E anche la lingua de' Goti, onde si cominciò a
corrompere la Latina, e generarsi la nostra, non fu tanto
barbara, quanto per avventura credono alcuni, posciaché
Ovidio, il quale fu confinato, e morì tra' Geti, che
poi furono chiamati Goti, o Gotti, vi compose dentro
(come testimonia egli medesimo) quattro libri delle lodi
d'Augusto; e molti di quei Re Goti, e Longobardi furono
uomini non solo nell'arme, che di questo non ha dubbio
nessuno, ma ancora ne' governi politici, eccellentissimi,
come Teodorico.
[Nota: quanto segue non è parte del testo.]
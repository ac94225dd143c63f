use std::env;
use std::fmt;

use anyhow::{Context, Result};
use dotenvy::dotenv;
use tracing_subscriber::filter::LevelFilter;
use tracing_subscriber::fmt::format;
use tracing_subscriber::prelude::*;
use tracing_subscriber::{fmt as fmt_layer, registry, EnvFilter};

const DEFAULT_MODEL: &str = "gpt-3.5-turbo";
const DEFAULT_PORT: u16 = 5000;

/// Process-wide configuration, read once at startup and immutable after.
/// Per-request bearer credentials never live here; only the relay's own
/// model API key does.
#[derive(Debug, Clone)]
pub struct Config {
    pub model_api_key: ApiKey,
    pub model_api_base: Option<String>,
    pub model: String,
    pub port: u16,
}

impl Config {
    pub fn from_env() -> Result<Self> {
        let _ = dotenv();

        let model_api_key =
            ApiKey::new(env::var("OPENAI_API_KEY").context("OPENAI_API_KEY is not set")?);
        let model_api_base = env::var("OPENAI_API_BASE").ok();
        let model = env::var("OPENAI_MODEL").unwrap_or_else(|_| DEFAULT_MODEL.to_owned());
        let port = match env::var("PORT") {
            Ok(port) => port.parse().context("PORT is not a valid port number")?,
            Err(_) => DEFAULT_PORT,
        };

        Ok(Self {
            model_api_key,
            model_api_base,
            model,
            port,
        })
    }
}

/// Model API key newtype so accidental `Debug` output stays redacted.
#[derive(Clone)]
pub struct ApiKey {
    key: String,
}

impl ApiKey {
    pub fn new(key: String) -> Self {
        Self { key }
    }

    pub fn as_str(&self) -> &str {
        &self.key
    }
}

impl fmt::Debug for ApiKey {
    fn fmt(&self, f: &mut fmt::Formatter<'_>) -> fmt::Result {
        f.debug_struct("ApiKey").field("key", &"<hidden>").finish()
    }
}

pub fn init_tracing() {
    registry()
        .with(fmt_layer::layer().event_format(format().pretty()))
        .with(
            EnvFilter::builder()
                .with_default_directive(LevelFilter::INFO.into())
                .from_env()
                .unwrap(),
        )
        .init();
}

#[cfg(test)]
mod tests {
    use super::*;

    #[test]
    fn api_key_debug_is_redacted() {
        let key = ApiKey::new("sk-secret".to_owned());
        let debugged = format!("{key:?}");
        assert!(!debugged.contains("sk-secret"));
        assert!(debugged.contains("<hidden>"));
    }
}
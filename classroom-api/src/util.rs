use crate::student::StudentId;
use crate::submission::SubmissionId;
use crate::types::{CourseId, CourseWorkId};

pub const CLASSROOM_BASE_URL: &str = "https://classroom.googleapis.com/v1";
pub const DOCS_BASE_URL: &str = "https://docs.google.com";

pub fn course_work_url(course: &CourseId, course_work: &CourseWorkId) -> String {
    format!("{CLASSROOM_BASE_URL}/courses/{course}/courseWork/{course_work}")
}

pub fn student_submissions_url(course: &CourseId, course_work: &CourseWorkId) -> String {
    format!("{}/studentSubmissions", course_work_url(course, course_work))
}

pub fn submission_url(
    course: &CourseId,
    course_work: &CourseWorkId,
    submission: &SubmissionId,
) -> String {
    format!(
        "{}/{submission}",
        student_submissions_url(course, course_work)
    )
}

pub fn user_profile_url(student: &StudentId) -> String {
    format!("{CLASSROOM_BASE_URL}/userProfiles/{student}")
}
pub mod client;
pub mod collect;
pub mod course_work;
pub mod doc_link;
pub mod extract;
pub mod publish;
pub mod rate_limit;
pub mod services;
pub mod student;
pub mod submission;
pub mod types;

mod util;

#[cfg(test)]
pub(crate) mod testing;
use std::fmt;

use serde::{Deserialize, Serialize};

#[derive(Debug, Clone, PartialEq, Eq, Hash, Serialize, Deserialize)]
#[serde(transparent)]
pub struct CourseId {
    id: String,
}

impl CourseId {
    pub fn new(id: String) -> Self {
        Self { id }
    }

    pub fn as_str(&self) -> &str {
        &self.id
    }
}

impl fmt::Display for CourseId {
    fn fmt(&self, f: &mut fmt::Formatter) -> fmt::Result {
        self.id.fmt(f)
    }
}

/// Identifies one piece of course work (the platform's term for an
/// assignment) within a course.
#[derive(Debug, Clone, PartialEq, Eq, Hash, Serialize, Deserialize)]
#[serde(transparent)]
pub struct CourseWorkId {
    id: String,
}

impl CourseWorkId {
    pub fn new(id: String) -> Self {
        Self { id }
    }

    pub fn as_str(&self) -> &str {
        &self.id
    }
}

impl fmt::Display for CourseWorkId {
    fn fmt(&self, f: &mut fmt::Formatter) -> fmt::Result {
        self.id.fmt(f)
    }
}

/// Opaque bearer token supplied by the caller on every request and forwarded
/// verbatim to the classroom platform. Never persisted, never logged.
#[derive(Clone)]
pub struct AccessToken {
    token: String,
}

impl AccessToken {
    pub fn new(token: String) -> Self {
        Self { token }
    }

    pub fn as_str(&self) -> &str {
        &self.token
    }
}

impl fmt::Debug for AccessToken {
    fn fmt(&self, f: &mut fmt::Formatter<'_>) -> fmt::Result {
        f.debug_struct("AccessToken")
            .field("token", &"<hidden>")
            .finish()
    }
}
Ma, se io v'ho a dire il vero, queste
non sono cose essenziali, e chiunche si crede provare
con argomenti estrinseci la verità delle cose, è in quel
medesimo errore che i Gentili, i quali volendo provare
(secondoché racconta Aristotile) che i loro Dii erano, argomentavano
così: I mortali edificano tempj, e fanno sacrifizio
agli Iddii; dunque gl'Iddii sono. Sappiate, Messer
Cesare mio, che chi volesse stare in su queste beccatelle,
e andar dietro a tutto quello che dire si potrebbe,
non finirebbe mai, e saria peggio che quella canzone
dell'uccellino; perché si potrebbono addurre infinite ragioni
le quali, se non fossino, parrebbono a proposito, e
se non avessero l'essenza, arebbono almeno l'apparenza
della verità.
C. Dunque a chi volesse sofisticare, non mancherebbe
mai né che proporre, né che rispondere?
V. Non mai in eterno; e non crediate che sia nuova
questa maladizione, perché è antichissima. Considerate
in quanti luoghi, e con quali parole gli beffano tante volte, e riprendono così Platone, come Aristotile, mostrando
evidentemente non solo di quanta vergogna siano alle
lettere, ma eziandio di quanto danno al mondo; e con
tutto ciò sempre sene trovarono.
C. Io aggiugnerò questa volta da me, secondo l'usanza
vostra, e sempre sene troveranno, posciaché nell'Universo
debbono sempre, e necessariamente tutte le cose trovarsi.
V. Tutte quelle, delle quali egli è capevole, e che
conferiscono, cioè giovano, o al mantenimento, o alla
perfezione sua. Ma conchiudendo oggimai diciamo, la
lingua nostra Volgare essere lingua nuova da se, e non la
Latina antica guasta, e corrotta, e doversi chiamare non
corruzione, ma (come s'è dimostrato) generazione.